* **DATA**:
---*---

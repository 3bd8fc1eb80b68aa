//! Duplicate detection module.
//!
//! This module provides functionality for:
//! - Size bucketing (first filter, no I/O)
//! - Staged prefix and full digests per bucket
//! - Duplicate group ordering
//! - The [`DuplicateFinder`] pipeline orchestrator

pub mod bucket;
pub mod finder;
pub mod groups;
pub mod staged;

pub use bucket::{bucket_by_size, BucketSet, BucketStats, SizeBucket, SizeBucketer};
pub use finder::{
    default_cpu_concurrency, DuplicateFinder, FinderConfig, FinderError, ScanReport, ScanStatus,
    ScanSummary, DEFAULT_IO_CONCURRENCY,
};
pub use groups::{group_duplicates, DuplicateGroup};
pub use staged::{IoLimiter, IoPermit, StageStats, StagedBucket, StagedHasher};
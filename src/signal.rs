//! Ctrl+C handling for cooperative cancellation.
//!
//! A single `AtomicBool` is shared by the collector, the hashing pool and
//! the digest engine. Pressing Ctrl+C sets it; every stage checks it between
//! units of work and winds down, and the finder reports the run as
//! cancelled with whatever groups were already complete.
//!
//! # Usage
//!
//! ```rust,no_run
//! use dff::duplicates::FinderConfig;
//! use dff::signal::install_handler;
//!
//! let handler = install_handler();
//! let config = FinderConfig::default().with_shutdown_flag(handler.get_flag());
//! ```

use std::io::Write;
use std::sync::atomic::{AtomicBool, Ordering};
use std::sync::{Arc, OnceLock};

/// Shared cancellation flag.
///
/// Cloning shares the same underlying flag.
#[derive(Debug, Clone, Default)]
pub struct ShutdownHandler {
    flag: Arc<AtomicBool>,
}

impl ShutdownHandler {
    /// Create a handler with the flag cleared.
    #[must_use]
    pub fn new() -> Self {
        Self::default()
    }

    /// Check if shutdown has been requested.
    #[must_use]
    pub fn is_shutdown_requested(&self) -> bool {
        self.flag.load(Ordering::SeqCst)
    }

    /// Manually request a shutdown.
    pub fn request_shutdown(&self) {
        self.flag.store(true, Ordering::SeqCst);
    }

    /// Get a clone of the flag for worker threads.
    #[must_use]
    pub fn get_flag(&self) -> Arc<AtomicBool> {
        Arc::clone(&self.flag)
    }

    /// Clear the flag.
    pub fn reset(&self) {
        self.flag.store(false, Ordering::SeqCst);
    }
}

static GLOBAL_HANDLER: OnceLock<ShutdownHandler> = OnceLock::new();

/// Install the process-wide Ctrl+C hook and return its handler.
///
/// The hook can only be registered once per process. Later calls (for
/// example from tests invoking [`crate::run_app`] repeatedly) get the
/// existing handler with its flag cleared. If registration fails, an
/// unhooked handler is returned so manual shutdown still works.
pub fn install_handler() -> ShutdownHandler {
    if let Some(handler) = GLOBAL_HANDLER.get() {
        handler.reset();
        return handler.clone();
    }

    let handler = ShutdownHandler::new();
    let flag = handler.get_flag();

    let installed = ctrlc::set_handler(move || {
        flag.store(true, Ordering::SeqCst);
        let _ = writeln!(std::io::stderr(), "\nInterrupted. Finishing current work...");
        let _ = std::io::stderr().flush();
        log::info!("Shutdown signal received");
    });

    if let Err(e) = installed {
        log::debug!("Ctrl+C handler not installed ({}), using unhooked handler", e);
    }

    let global = GLOBAL_HANDLER.get_or_init(|| handler);
    global.reset();
    global.clone()
}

---*---

* **TRY IT**:
Where a line in the entries holds "reset", copy that line.

* **WRITTEN SOLUTION**:
    pub fn reset(&self) {
        handler.reset();
    global.reset();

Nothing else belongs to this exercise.